Sunday, November 25, 2012

Forgiveness

I think that in accepting ourselves, our pasts, our ups and downs, we grow a greater capacity to accept others. As much as it goes against my natural grain, I am learning to look at my own life and my own failures and what I lack personally and just kinda say, "Yep. That's what it is." With a bit of humor, with a bit of hope, and with a lot of acceptance of the fact that not every loose end is going to be tied up nicely and not every relationship is going to stay strong and not every goal is going to be realized. We can just be. And when we come to that place for ourselves, it's pretty neat how we can feel a peace and acceptance about how others have wronged or disappointed or even sinned against us.

In forgiveness, it doesn't mean we are agreeing with those people or saying we are happy those situations happened. It isn't saying, "Oh, I understand why you did that" or even "It's okay." Forgiveness, I think, just means that we are letting those people, ourselves, even our judgement toward God Himself, off the hook. We hold people up on this hook, we do. Call it a grudge, call it self protection, but we have people on our hook. And at any point, we can let them off of it. We can say, "I no longer condemn you for that" and we take them to and leave them with our Father who will deal with them however He sees fit. Wouldn't you want someone to do that for you? Set you free from their hook, with all the baggage, miscommunication, events preceding the conflict, that came with it? For someone to take me off their hook, love me despite what I may deserve, and carry me to Jesus in the privacy of their own prayer life and let Him deal with me how He sees fit, my hands off...I think that's Kingdom living.

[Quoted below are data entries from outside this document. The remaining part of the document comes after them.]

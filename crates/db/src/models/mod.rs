pub mod dream;
pub mod dreamer;
pub mod intro_dreamer;
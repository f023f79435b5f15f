//! Registration data validation for account creation and upgrade.
//!
//! Validation accumulates every violation into one list instead of failing
//! fast, so the user can correct the whole form in a single round trip.

use serde::Deserialize;

use crate::preferences::{AnimationSpeed, ShepherdPersonality, Theme};

/// Minimum password length in characters.
pub const MIN_PASSWORD_LEN: usize = 8;
/// Maximum first/last name length.
pub const MAX_NAME_LEN: usize = 50;
/// Maximum display name length.
pub const MAX_DISPLAY_NAME_LEN: usize = 100;

/// Raw registration input as received from the client.
///
/// Preferences arrive as plain strings so out-of-set values surface as
/// accumulated validation errors rather than deserialization failures.
#[derive(Debug, Clone, Default, Deserialize)]
#[serde(rename_all = "camelCase")]
pub struct RegistrationData {
    pub password: String,
    pub first_name: Option<String>,
    pub last_name: Option<String>,
    pub display_name: Option<String>,
    pub preferences: Option<PreferenceInput>,
}

/// Raw preference strings from the client.
#[derive(Debug, Clone, Default, Deserialize)]
#[serde(rename_all = "camelCase")]
pub struct PreferenceInput {
    pub theme: Option<String>,
    pub animation_speed: Option<String>,
    pub shepherd_personality: Option<String>,
    pub notifications: Option<bool>,
}

/// Registration data that passed validation, with preferences parsed into
/// their closed-set enums and defaults applied.
#[derive(Debug, Clone)]
pub struct ValidRegistration {
    pub password: String,
    pub first_name: Option<String>,
    pub last_name: Option<String>,
    pub display_name: Option<String>,
    pub theme: Theme,
    pub animation_speed: AnimationSpeed,
    pub shepherd_personality: ShepherdPersonality,
    pub notifications_enabled: bool,
}

impl RegistrationData {
    /// Validate the registration form, accumulating ALL violations.
    ///
    /// Returns the parsed form on success, or every violation found on
    /// failure -- never just the first one.
    pub fn validate(self) -> Result<ValidRegistration, Vec<String>> {
        let mut errors = Vec::new();

        if self.password.chars().count() < MIN_PASSWORD_LEN {
            errors.push(format!(
                "Password must be at least {MIN_PASSWORD_LEN} characters"
            ));
        }

        if let Some(name) = &self.first_name {
            if name.chars().count() > MAX_NAME_LEN {
                errors.push(format!("First name cannot exceed {MAX_NAME_LEN} characters"));
            }
        }

        if let Some(name) = &self.last_name {
            if name.chars().count() > MAX_NAME_LEN {
                errors.push(format!("Last name cannot exceed {MAX_NAME_LEN} characters"));
            }
        }

        if let Some(name) = &self.display_name {
            if name.chars().count() > MAX_DISPLAY_NAME_LEN {
                errors.push(format!(
                    "Display name cannot exceed {MAX_DISPLAY_NAME_LEN} characters"
                ));
            }
        }

        let prefs = self.preferences.unwrap_or_default();

        let theme = parse_pref(prefs.theme.as_deref(), "theme", &mut errors);
        let animation_speed =
            parse_pref(prefs.animation_speed.as_deref(), "animation speed", &mut errors);
        let shepherd_personality = parse_pref(
            prefs.shepherd_personality.as_deref(),
            "shepherd personality",
            &mut errors,
        );

        if !errors.is_empty() {
            return Err(errors);
        }

        Ok(ValidRegistration {
            password: self.password,
            first_name: self.first_name.map(|s| s.trim().to_string()),
            last_name: self.last_name.map(|s| s.trim().to_string()),
            display_name: self.display_name.map(|s| s.trim().to_string()),
            theme,
            animation_speed,
            shepherd_personality,
            notifications_enabled: prefs.notifications.unwrap_or(true),
        })
    }
}

/// Parse an optional preference string into its enum, recording a violation
/// for out-of-set values and falling back to the default.
fn parse_pref<T: Default + std::str::FromStr>(
    raw: Option<&str>,
    label: &str,
    errors: &mut Vec<String>,
) -> T {
    match raw {
        None => T::default(),
        Some(s) => match s.parse() {
            Ok(v) => v,
            Err(_) => {
                errors.push(format!("Invalid {label} preference"));
                T::default()
            }
        },
    }
}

Also, in forgiveness, I think we come to the place where we realize we are capable of just about anything. Given the right (or should I say wrong) circumstances, upbringing, indoctrination, pain, sleeplessness, and the list could go on, I must realize I am capable of the very worst. I'm capable of thinking I deserve something more than someone else and there selfishness breeds...I have no love, no patience, no kindness without the Lord constantly being my Source...I can be angry, prideful, and hateful, and not only can I be, I have been! This realization that we all come to, friends, is called humility.  It's called agreeing with the reality of what is. It's not giving up on being who God has called us to be, it's simply living in gratefulness and awareness of His grace... and our daily need for it.

Life is just too short. Sometimes you just have to say, "Bless your heart...I'm moving on...Thanks for this opportunity for me to learn about giving grace from the Well of grace I've received."